■ **Task**: Please return each of the entries below exactly as they appear.

Given information: Begin

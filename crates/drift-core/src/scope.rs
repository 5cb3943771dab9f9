use std::cell::RefCell;
use std::rc::{Rc, Weak};

thread_local! {
    static CURRENT_SCOPE: RefCell<Option<Weak<ScopeInner>>> = const { RefCell::new(None) };
}

/// Owner of teardown callbacks. A `Composition` keeps one root scope alive
/// across frames and disposes it at teardown.
pub struct Scope {
    inner: Rc<ScopeInner>,
}

struct ScopeInner {
    disposers: RefCell<Vec<Box<dyn FnOnce()>>>,
}

impl Scope {
    pub fn new() -> Self {
        Self {
            inner: Rc::new(ScopeInner {
                disposers: RefCell::new(Vec::new()),
            }),
        }
    }

    pub fn run<R>(&self, f: impl FnOnce() -> R) -> R {
        // Restores the previous scope even if `f` unwinds.
        struct Restore(Option<Weak<ScopeInner>>);
        impl Drop for Restore {
            fn drop(&mut self) {
                let prev = self.0.take();
                CURRENT_SCOPE.with(|current| *current.borrow_mut() = prev);
            }
        }

        let prev = CURRENT_SCOPE.with(|current| {
            current
                .borrow_mut()
                .replace(Rc::downgrade(&self.inner))
        });
        let _restore = Restore(prev);
        f()
    }

    pub fn add_disposer(&self, disposer: impl FnOnce() + 'static) {
        self.inner.disposers.borrow_mut().push(Box::new(disposer));
    }

    /// Runs this scope's disposers in registration order. Each disposer
    /// runs at most once.
    pub fn dispose(self) {
        let disposers = std::mem::take(&mut *self.inner.disposers.borrow_mut());
        for disposer in disposers {
            disposer();
        }
    }
}

impl Default for Scope {
    fn default() -> Self {
        Self::new()
    }
}

impl Clone for Scope {
    fn clone(&self) -> Self {
        Self {
            inner: self.inner.clone(),
        }
    }
}

pub fn current_scope() -> Option<Scope> {
    CURRENT_SCOPE.with(|current| {
        current
            .borrow()
            .as_ref()
            .and_then(|weak| weak.upgrade().map(|inner| Scope { inner }))
    })
}

/// Runs `f` now and registers the cleanup it returns with the current scope.
pub fn scoped_effect<F>(f: F)
where
    F: FnOnce() -> crate::Dispose + 'static,
{
    let cleanup = f();
    if let Some(scope) = current_scope() {
        scope.add_disposer(move || cleanup.run());
    } else {
        log::warn!("scoped_effect called outside of a scope; cleanup will never run");
    }
}

impl Drop for ScopeInner {
    fn drop(&mut self) {
        let disposers = std::mem::take(&mut *self.disposers.borrow_mut());
        for disposer in disposers {
            disposer();
        }
    }
}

Given information: End

■ **Your solution**:
filename crates/drift-core/src/scope.rs
repository 5cb3943771dab9f9
use std::cell::RefCell;
use std::rc::{Rc, Weak};

thread_local! {
    static CURRENT_SCOPE: RefCell<Option<Weak<ScopeInner>>> = const { RefCell::new(None) };
}

/// Owner of teardown callbacks. A `Composition` keeps one root scope alive
/// across frames and disposes it at teardown.
pub struct Scope {
    inner: Rc<ScopeInner>,
}

struct ScopeInner {
    disposers: RefCell<Vec<Box<dyn FnOnce()>>>,
}

impl Scope {
    pub fn new() -> Self {
        Self {
            inner: Rc::new(ScopeInner {
                disposers: RefCell::new(Vec::new()),
            }),
        }
    }

    pub fn run<R>(&self, f: impl FnOnce() -> R) -> R {
        // Restores the previous scope even if `f` unwinds.
        struct Restore(Option<Weak<ScopeInner>>);
        impl Drop for Restore {
            fn drop(&mut self) {
                let prev = self.0.take();
                CURRENT_SCOPE.with(|current| *current.borrow_mut() = prev);
            }
        }

        let prev = CURRENT_SCOPE.with(|current| {
            current
                .borrow_mut()
                .replace(Rc::downgrade(&self.inner))
        });
        let _restore = Restore(prev);
        f()
    }

    pub fn add_disposer(&self, disposer: impl FnOnce() + 'static) {
        self.inner.disposers.borrow_mut().push(Box::new(disposer));
    }

    /// Runs this scope's disposers in registration order. Each disposer
    /// runs at most once.
    pub fn dispose(self) {
        let disposers = std::mem::take(&mut *self.inner.disposers.borrow_mut());
        for disposer in disposers {
            disposer();
        }
    }
}

impl Default for Scope {
    fn default() -> Self {
        Self::new()
    }
}

impl Clone for Scope {
    fn clone(&self) -> Self {
        Self {
            inner: self.inner.clone(),
        }
    }
}

pub fn current_scope() -> Option<Scope> {
    CURRENT_SCOPE.with(|current| {
        current
            .borrow()
            .as_ref()
            .and_then(|weak| weak.upgrade().map(|inner| Scope { inner }))
    })
}

/// Runs `f` now and registers the cleanup it returns with the current scope.
pub fn scoped_effect<F>(f: F)
where
    F: FnOnce() -> crate::Dispose + 'static,
{
    let cleanup = f();
    if let Some(scope) = current_scope() {
        scope.add_disposer(move || cleanup.run());
    } else {
        log::warn!("scoped_effect called outside of a scope; cleanup will never run");
    }
}

impl Drop for ScopeInner {
    fn drop(&mut self) {
        let disposers = std::mem::take(&mut *self.disposers.borrow_mut());
        for disposer in disposers {
            disposer();
        }
    }
}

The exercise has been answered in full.